In order to benefit from the merits of scribble annotations while approaching the level of precision achieved by fine-grained annotations in medical image segmentation, this study developed a shape-aware scribble-supervised learning framework (MaskMixAdv). The MaskMixAdv framework successfully accomplished its goal through two main tasks:

Pseudo label generation: This task was facilitated by a dual-branch siamese network equipped with the MaskMix augmentation strategy.
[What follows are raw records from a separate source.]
use std::fmt::Display;
use std::string::FromUtf8Error;
use std::str::Utf8Error;
use std::{fmt, io};

use thiserror::Error;

/// Constraint failures keep their own sub-kind so callers can distinguish
/// which guarantee was violated without string matching.
#[derive(Debug, Clone, PartialEq, Error)]
pub enum ConstraintKind {
    #[error("Duplicate entry '{value}' for unique column '{column}' in table '{table}'")]
    Unique {
        table: String,
        column: String,
        value: String,
    },

    #[error("Cannot add or update a child row: column '{column}' of table '{table}' references missing '{parent}'")]
    ForeignKey {
        table: String,
        column: String,
        parent: String,
    },

    /// RESTRICT policy refused a parent-row delete while child rows exist.
    #[error("Cannot delete a parent row: table '{child_table}' still references '{table}'")]
    ForeignKeyRestrict { table: String, child_table: String },

    #[error("Column '{column}' of table '{table}' cannot be null")]
    NotNull { table: String, column: String },

    #[error("Auto increment counter exhausted for table '{table}'")]
    AutoIncrementOverflow { table: String },
}

#[derive(Debug)]
pub enum EngineError {
    //////////////////////
    // SQL front
    //////////////////////
    /// Malformed SQL. Surfaced to the client, connection stays open.
    Parse(String),
    /// Parsed but the engine refuses to execute it.
    Unsupported(String),

    //////////////////////
    // Catalog
    //////////////////////
    TableNotFound(String),
    ColumnNotFound(String),
    TableExists(String),

    //////////////////////
    // Execution
    //////////////////////
    TypeMismatch(String),
    Constraint(ConstraintKind),
    /// Commit-time validation found a conflicting concurrent commit.
    Serialization(String),
    LockConflict(String),
    Deadlock(String),
    Canceled,
    /// Query ran past its deadline (millis).
    Timeout(u64),

    //////////////////////
    // Data sources / IO
    //////////////////////
    SourceIo(String),
    Connection(String),
    Config(String),

    //////////////////////
    // Wire
    //////////////////////
    /// Packet framing failure. Fatal to the connection.
    Protocol(String),

    /// 一定不会出现的异常。如果出现，一定是BUG
    Internal(String),

    Io(io::Error),
    Utf8(Utf8Error),
    FromUtf8(FromUtf8Error),
}

impl Display for EngineError {
    fn fmt(&self, f: &mut std::fmt::Formatter) -> fmt::Result {
        match self {
            EngineError::Parse(s) | EngineError::Unsupported(s)
            | EngineError::TypeMismatch(s) | EngineError::Serialization(s)
            | EngineError::LockConflict(s) | EngineError::Deadlock(s)
            | EngineError::SourceIo(s) | EngineError::Connection(s)
            | EngineError::Config(s) | EngineError::Protocol(s)
            | EngineError::Internal(s) => {
                write!(f, "{}", s)
            }
            EngineError::TableNotFound(t) => {
                write!(f, "Table '{}' doesn't exist", t)
            }
            EngineError::ColumnNotFound(c) => {
                write!(f, "Unknown column '{}'", c)
            }
            EngineError::TableExists(t) => {
                write!(f, "Table '{}' already exists", t)
            }
            EngineError::Constraint(kind) => {
                write!(f, "{}", kind)
            }
            EngineError::Canceled => {
                write!(f, "Query execution was interrupted")
            }
            EngineError::Timeout(ms) => {
                write!(f, "Query execution was interrupted, deadline of {}ms exceeded", ms)
            }
            EngineError::Io(err) => {
                write!(f, "{}", err)
            }
            EngineError::Utf8(err) => {
                write!(f, "{}", err)
            }
            EngineError::FromUtf8(err) => {
                write!(f, "{}", err)
            }
        }
    }
}

impl From<io::Error> for EngineError {
    fn from(error: io::Error) -> Self {
        EngineError::Io(error)
    }
}

impl From<Utf8Error> for EngineError {
    fn from(error: Utf8Error) -> Self {
        EngineError::Utf8(error)
    }
}

impl From<FromUtf8Error> for EngineError {
    fn from(error: FromUtf8Error) -> Self {
        EngineError::FromUtf8(error)
    }
}

impl From<ConstraintKind> for EngineError {
    fn from(kind: ConstraintKind) -> Self {
        EngineError::Constraint(kind)
    }
}

impl EngineError {
    /// MySQL error code carried by the ERR packet.
    pub fn mysql_code(&self) -> u16 {
        match self {
            EngineError::Parse(_) => 1064,
            EngineError::Unsupported(_) => 1235,
            EngineError::TableNotFound(_) => 1146,
            EngineError::ColumnNotFound(_) => 1054,
            EngineError::TableExists(_) => 1050,
            EngineError::TypeMismatch(_) => 1366,
            EngineError::Constraint(ConstraintKind::Unique { .. }) => 1062,
            EngineError::Constraint(ConstraintKind::ForeignKey { .. }) => 1452,
            EngineError::Constraint(ConstraintKind::ForeignKeyRestrict { .. }) => 1451,
            EngineError::Constraint(ConstraintKind::NotNull { .. }) => 1048,
            EngineError::Constraint(ConstraintKind::AutoIncrementOverflow { .. }) => 1467,
            EngineError::Serialization(_) | EngineError::Deadlock(_) => 1213,
            EngineError::LockConflict(_) => 1205,
            EngineError::Canceled => 1317,
            EngineError::Timeout(_) => 3024,
            EngineError::Protocol(_) => 1043,
            EngineError::Connection(_) => 2002,
            _ => 1105,
        }
    }

    /// Five character SQLSTATE matching `mysql_code`.
    pub fn sql_state(&self) -> &'static str {
        match self {
            EngineError::Parse(_) | EngineError::Unsupported(_) => "42000",
            EngineError::TableNotFound(_) => "42S02",
            EngineError::ColumnNotFound(_) => "42S22",
            EngineError::TableExists(_) => "42S01",
            EngineError::Constraint(
                ConstraintKind::Unique { .. }
                | ConstraintKind::ForeignKey { .. }
                | ConstraintKind::ForeignKeyRestrict { .. }
                | ConstraintKind::NotNull { .. },
            ) => "23000",
            EngineError::Serialization(_) | EngineError::Deadlock(_) => "40001",
            EngineError::Canceled => "70100",
            EngineError::Protocol(_) => "08S01",
            _ => "HY000",
        }
    }

    /// Only invariant violations take the whole process down.
    pub fn is_fatal(&self) -> bool {
        matches!(self, EngineError::Internal(_))
    }

    /// Framing errors terminate the connection, everything else returns it
    /// to COMMAND_READY.
    pub fn is_connection_fatal(&self) -> bool {
        matches!(self, EngineError::Protocol(_) | EngineError::Io(_))
    }

    /// The client may retry the transaction from the top.
    pub fn is_retryable(&self) -> bool {
        matches!(
            self,
            EngineError::Serialization(_) | EngineError::LockConflict(_) | EngineError::Deadlock(_)
        )
    }
}

#[cfg(test)]
mod test {
    use super::*;

    #[test]
    fn code_and_state_pairing() {
        let err = EngineError::Constraint(ConstraintKind::Unique {
            table: "t".into(),
            column: "email".into(),
            value: "b".into(),
        });
        assert_eq!(err.mysql_code(), 1062);
        assert_eq!(err.sql_state(), "23000");
        assert!(err.to_string().contains("email"));
    }

    #[test]
    fn fatality() {
        assert!(EngineError::Internal("broken".into()).is_fatal());
        assert!(EngineError::Protocol("bad frame".into()).is_connection_fatal());
        assert!(!EngineError::Parse("x".into()).is_connection_fatal());
        assert!(EngineError::LockConflict("t".into()).is_retryable());
    }
}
The siamese network, utilizing MaskMix-based augmentation, enriched the coarse-grained annotations through both reconstruction and segmentation branches, effectively enhancing the quality of the scribble annotations.
Pseudo label optimization: In this task, adversarial learning was employed to refine the generated pseudo labels by transferring shape priors from additional datasets. This process aimed to ensure that the pseudo labels accurately matched real shapes.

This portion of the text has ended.